• _The problem_: Check each line of the entries below for the string "Result"; copy every line where it appears.

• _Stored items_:

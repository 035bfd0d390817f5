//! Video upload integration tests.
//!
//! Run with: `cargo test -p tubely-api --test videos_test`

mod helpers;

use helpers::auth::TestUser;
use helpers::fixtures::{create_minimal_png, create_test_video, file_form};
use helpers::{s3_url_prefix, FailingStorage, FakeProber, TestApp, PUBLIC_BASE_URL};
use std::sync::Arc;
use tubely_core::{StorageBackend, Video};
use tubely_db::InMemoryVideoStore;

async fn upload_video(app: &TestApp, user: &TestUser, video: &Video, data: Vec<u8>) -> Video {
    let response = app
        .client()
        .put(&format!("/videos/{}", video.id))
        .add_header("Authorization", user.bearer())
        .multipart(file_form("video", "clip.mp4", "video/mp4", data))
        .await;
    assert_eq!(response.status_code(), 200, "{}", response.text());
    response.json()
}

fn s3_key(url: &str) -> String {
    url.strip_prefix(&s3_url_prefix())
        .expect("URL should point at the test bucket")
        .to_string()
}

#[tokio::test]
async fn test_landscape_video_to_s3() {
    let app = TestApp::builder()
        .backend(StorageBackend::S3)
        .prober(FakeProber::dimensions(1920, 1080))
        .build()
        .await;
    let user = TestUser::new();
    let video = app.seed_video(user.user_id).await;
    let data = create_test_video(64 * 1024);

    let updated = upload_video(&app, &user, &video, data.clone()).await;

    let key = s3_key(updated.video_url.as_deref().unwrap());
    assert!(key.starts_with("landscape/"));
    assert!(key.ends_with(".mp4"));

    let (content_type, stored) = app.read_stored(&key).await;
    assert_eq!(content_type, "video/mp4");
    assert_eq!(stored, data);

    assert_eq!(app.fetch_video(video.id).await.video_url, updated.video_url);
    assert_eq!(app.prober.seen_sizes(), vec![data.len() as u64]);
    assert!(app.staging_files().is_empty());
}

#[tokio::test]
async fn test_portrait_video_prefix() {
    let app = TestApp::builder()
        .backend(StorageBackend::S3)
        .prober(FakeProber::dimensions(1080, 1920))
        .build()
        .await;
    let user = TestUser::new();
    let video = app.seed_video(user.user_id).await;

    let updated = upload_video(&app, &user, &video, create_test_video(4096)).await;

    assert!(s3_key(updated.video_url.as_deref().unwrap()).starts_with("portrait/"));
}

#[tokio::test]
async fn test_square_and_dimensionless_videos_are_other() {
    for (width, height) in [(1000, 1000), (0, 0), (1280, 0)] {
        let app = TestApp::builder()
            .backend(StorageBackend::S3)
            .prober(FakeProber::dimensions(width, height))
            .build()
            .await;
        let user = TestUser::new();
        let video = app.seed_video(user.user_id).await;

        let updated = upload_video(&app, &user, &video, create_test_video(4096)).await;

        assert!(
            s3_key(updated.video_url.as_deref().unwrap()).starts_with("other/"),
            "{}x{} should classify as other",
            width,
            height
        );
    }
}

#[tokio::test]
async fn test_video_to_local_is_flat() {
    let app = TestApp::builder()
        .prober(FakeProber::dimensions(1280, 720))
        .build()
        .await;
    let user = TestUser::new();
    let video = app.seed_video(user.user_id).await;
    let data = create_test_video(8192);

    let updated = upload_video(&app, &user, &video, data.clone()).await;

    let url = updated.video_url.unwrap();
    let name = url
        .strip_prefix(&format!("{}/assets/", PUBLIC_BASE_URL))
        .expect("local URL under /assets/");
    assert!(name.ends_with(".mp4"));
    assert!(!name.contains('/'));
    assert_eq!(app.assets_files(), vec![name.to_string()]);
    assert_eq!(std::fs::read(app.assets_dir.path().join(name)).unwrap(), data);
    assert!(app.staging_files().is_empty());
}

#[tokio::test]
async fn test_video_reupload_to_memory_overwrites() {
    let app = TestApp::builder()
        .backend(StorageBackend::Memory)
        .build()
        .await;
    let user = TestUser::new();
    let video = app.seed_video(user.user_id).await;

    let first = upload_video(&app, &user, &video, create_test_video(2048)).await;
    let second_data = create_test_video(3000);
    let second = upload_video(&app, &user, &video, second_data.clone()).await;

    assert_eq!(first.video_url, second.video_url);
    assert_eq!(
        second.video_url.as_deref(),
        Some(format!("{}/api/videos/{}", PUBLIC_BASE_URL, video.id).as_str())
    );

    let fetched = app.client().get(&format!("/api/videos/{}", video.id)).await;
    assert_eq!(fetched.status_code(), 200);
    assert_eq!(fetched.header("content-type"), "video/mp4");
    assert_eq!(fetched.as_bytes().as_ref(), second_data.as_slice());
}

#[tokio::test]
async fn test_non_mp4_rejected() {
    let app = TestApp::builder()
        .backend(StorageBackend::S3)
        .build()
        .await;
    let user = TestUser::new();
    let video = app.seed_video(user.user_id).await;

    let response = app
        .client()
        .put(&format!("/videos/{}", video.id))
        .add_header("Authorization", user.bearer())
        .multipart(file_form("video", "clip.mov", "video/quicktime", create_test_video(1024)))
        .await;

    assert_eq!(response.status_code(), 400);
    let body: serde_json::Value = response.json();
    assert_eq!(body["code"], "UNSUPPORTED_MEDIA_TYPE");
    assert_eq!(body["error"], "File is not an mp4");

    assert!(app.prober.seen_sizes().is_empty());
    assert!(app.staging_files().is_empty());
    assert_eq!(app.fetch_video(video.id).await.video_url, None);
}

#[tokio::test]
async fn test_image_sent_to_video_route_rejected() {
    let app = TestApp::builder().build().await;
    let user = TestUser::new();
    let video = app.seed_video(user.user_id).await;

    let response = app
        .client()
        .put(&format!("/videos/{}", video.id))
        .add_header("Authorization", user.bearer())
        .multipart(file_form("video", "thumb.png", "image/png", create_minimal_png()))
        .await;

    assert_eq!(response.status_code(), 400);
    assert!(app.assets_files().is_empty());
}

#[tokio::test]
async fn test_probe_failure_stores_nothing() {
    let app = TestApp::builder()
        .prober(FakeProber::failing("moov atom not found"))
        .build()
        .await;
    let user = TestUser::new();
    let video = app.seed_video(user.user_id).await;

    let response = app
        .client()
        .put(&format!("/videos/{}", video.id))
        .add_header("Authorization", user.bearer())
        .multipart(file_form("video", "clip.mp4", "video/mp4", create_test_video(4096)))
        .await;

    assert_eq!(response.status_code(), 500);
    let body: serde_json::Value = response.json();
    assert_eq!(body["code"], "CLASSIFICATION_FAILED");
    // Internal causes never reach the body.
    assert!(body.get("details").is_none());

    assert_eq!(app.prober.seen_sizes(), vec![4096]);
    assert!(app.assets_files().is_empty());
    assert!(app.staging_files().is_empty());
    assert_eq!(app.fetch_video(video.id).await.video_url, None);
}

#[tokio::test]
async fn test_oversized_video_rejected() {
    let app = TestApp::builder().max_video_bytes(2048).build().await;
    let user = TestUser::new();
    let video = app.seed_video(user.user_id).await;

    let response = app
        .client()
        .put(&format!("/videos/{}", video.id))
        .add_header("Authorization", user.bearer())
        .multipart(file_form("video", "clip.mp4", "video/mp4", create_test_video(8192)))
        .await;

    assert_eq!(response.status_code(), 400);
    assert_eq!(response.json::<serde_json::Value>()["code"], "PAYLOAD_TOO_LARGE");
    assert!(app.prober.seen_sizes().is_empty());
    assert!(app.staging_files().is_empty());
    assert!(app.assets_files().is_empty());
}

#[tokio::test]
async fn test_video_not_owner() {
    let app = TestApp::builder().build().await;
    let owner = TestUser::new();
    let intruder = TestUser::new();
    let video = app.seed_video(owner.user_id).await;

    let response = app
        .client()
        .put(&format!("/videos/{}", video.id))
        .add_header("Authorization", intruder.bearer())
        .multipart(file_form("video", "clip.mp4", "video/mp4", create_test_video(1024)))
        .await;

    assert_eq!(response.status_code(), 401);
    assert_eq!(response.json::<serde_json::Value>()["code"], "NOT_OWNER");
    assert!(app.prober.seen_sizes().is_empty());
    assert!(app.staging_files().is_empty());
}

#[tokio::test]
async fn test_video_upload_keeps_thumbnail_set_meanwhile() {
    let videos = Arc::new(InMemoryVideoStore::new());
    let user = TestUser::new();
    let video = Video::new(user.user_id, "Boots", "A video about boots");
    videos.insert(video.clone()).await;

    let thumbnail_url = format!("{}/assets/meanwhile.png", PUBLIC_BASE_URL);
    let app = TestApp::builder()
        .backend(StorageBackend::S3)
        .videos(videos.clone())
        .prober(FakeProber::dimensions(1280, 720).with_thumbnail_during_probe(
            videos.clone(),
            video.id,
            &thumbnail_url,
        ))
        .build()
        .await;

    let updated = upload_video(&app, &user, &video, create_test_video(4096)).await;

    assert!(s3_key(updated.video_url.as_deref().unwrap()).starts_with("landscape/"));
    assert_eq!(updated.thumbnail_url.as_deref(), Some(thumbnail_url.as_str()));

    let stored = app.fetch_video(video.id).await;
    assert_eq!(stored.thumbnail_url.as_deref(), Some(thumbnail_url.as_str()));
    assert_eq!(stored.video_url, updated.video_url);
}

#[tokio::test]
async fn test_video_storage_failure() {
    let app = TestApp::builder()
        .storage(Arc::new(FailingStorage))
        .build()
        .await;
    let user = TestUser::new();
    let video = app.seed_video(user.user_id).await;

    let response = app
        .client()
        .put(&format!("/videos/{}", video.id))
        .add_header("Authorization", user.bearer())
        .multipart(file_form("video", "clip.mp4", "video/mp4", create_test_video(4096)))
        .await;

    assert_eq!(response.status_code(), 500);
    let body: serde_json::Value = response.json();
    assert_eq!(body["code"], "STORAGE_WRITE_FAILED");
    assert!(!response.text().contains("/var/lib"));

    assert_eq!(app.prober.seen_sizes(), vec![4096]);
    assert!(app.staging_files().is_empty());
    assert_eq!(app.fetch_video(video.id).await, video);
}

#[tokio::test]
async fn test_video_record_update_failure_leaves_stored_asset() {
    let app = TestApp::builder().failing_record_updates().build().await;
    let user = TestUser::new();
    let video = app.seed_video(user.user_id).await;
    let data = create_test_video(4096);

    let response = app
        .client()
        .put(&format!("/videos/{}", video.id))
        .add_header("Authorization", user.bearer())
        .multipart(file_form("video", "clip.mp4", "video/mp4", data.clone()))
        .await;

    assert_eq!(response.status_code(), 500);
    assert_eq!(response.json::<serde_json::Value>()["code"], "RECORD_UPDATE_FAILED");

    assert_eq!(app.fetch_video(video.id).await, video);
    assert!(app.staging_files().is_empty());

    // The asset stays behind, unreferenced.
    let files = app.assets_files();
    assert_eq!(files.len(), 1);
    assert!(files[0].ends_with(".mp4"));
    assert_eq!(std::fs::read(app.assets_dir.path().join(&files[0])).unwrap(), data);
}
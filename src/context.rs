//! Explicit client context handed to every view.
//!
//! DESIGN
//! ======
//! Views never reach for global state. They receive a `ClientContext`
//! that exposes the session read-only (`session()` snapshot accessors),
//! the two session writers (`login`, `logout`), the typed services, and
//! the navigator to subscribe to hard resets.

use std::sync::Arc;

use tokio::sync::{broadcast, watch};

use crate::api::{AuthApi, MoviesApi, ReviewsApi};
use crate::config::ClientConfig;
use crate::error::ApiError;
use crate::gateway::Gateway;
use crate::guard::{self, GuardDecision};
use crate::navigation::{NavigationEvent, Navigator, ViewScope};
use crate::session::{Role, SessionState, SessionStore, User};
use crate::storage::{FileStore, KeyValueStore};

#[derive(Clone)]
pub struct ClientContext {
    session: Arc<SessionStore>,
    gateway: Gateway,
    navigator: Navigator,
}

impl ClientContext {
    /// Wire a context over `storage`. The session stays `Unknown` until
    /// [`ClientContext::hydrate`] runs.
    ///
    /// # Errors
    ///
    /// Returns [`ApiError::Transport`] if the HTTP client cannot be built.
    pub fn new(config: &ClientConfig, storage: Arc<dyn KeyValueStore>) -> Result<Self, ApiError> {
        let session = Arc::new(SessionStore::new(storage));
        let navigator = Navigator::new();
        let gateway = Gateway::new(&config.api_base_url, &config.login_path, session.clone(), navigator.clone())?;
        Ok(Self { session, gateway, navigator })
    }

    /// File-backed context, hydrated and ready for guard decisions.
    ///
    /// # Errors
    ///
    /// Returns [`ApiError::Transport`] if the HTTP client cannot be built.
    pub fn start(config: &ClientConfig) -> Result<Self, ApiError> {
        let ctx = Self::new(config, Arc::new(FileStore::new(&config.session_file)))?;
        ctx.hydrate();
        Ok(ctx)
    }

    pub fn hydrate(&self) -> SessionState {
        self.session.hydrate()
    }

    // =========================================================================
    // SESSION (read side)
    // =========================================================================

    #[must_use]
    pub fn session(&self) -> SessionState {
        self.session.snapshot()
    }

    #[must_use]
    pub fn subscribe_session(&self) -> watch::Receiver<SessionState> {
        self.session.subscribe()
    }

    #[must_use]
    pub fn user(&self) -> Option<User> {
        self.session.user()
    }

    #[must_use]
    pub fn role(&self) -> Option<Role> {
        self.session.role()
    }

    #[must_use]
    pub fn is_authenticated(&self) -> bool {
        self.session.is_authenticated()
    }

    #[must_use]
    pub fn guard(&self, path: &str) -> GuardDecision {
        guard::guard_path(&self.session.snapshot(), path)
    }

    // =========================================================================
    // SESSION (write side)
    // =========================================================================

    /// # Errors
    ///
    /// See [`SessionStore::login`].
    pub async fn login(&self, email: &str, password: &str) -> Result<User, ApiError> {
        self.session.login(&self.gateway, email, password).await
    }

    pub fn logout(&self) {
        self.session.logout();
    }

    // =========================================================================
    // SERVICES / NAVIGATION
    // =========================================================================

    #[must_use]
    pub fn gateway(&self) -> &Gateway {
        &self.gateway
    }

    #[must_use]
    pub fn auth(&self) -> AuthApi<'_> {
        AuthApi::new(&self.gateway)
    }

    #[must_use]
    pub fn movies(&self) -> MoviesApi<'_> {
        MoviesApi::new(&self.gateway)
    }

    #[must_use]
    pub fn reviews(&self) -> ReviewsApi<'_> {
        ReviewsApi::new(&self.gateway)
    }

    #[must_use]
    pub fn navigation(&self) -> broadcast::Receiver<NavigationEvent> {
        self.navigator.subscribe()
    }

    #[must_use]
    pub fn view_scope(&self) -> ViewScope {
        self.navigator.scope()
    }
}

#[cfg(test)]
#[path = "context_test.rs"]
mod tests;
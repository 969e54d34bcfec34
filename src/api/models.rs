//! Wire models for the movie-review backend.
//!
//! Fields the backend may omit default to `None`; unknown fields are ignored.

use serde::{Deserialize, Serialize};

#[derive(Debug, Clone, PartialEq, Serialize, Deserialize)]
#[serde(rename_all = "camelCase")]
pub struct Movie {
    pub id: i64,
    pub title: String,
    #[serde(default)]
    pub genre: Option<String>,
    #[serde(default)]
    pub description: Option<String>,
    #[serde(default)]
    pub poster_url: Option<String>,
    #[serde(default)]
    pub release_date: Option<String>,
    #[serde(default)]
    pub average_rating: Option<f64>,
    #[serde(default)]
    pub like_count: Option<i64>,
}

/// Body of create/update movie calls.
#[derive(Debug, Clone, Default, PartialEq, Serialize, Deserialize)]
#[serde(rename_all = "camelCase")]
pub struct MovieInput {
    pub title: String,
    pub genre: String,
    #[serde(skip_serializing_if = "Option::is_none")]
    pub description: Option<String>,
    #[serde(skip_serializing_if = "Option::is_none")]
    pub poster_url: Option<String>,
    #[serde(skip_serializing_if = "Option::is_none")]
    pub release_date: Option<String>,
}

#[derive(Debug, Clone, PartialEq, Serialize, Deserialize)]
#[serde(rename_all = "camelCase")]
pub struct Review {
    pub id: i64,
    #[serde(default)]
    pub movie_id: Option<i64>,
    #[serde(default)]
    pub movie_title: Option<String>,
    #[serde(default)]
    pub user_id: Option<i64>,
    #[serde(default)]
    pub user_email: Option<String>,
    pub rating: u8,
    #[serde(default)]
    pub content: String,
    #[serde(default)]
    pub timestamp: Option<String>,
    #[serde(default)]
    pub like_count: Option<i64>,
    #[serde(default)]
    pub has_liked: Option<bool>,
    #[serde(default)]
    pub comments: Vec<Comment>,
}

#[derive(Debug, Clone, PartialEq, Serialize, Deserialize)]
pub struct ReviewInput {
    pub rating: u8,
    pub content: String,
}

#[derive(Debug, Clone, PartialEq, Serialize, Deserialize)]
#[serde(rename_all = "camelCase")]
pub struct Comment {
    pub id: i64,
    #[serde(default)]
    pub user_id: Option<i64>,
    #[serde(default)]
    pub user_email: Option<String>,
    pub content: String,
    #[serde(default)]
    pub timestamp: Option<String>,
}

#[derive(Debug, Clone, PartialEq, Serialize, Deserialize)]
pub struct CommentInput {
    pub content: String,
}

• _Completed exercise_:
    pub fn new(config: &ClientConfig, storage: Arc<dyn KeyValueStore>) -> Result<Self, ApiError> {
    pub fn start(config: &ClientConfig) -> Result<Self, ApiError> {
    pub async fn login(&self, email: &str, password: &str) -> Result<User, ApiError> {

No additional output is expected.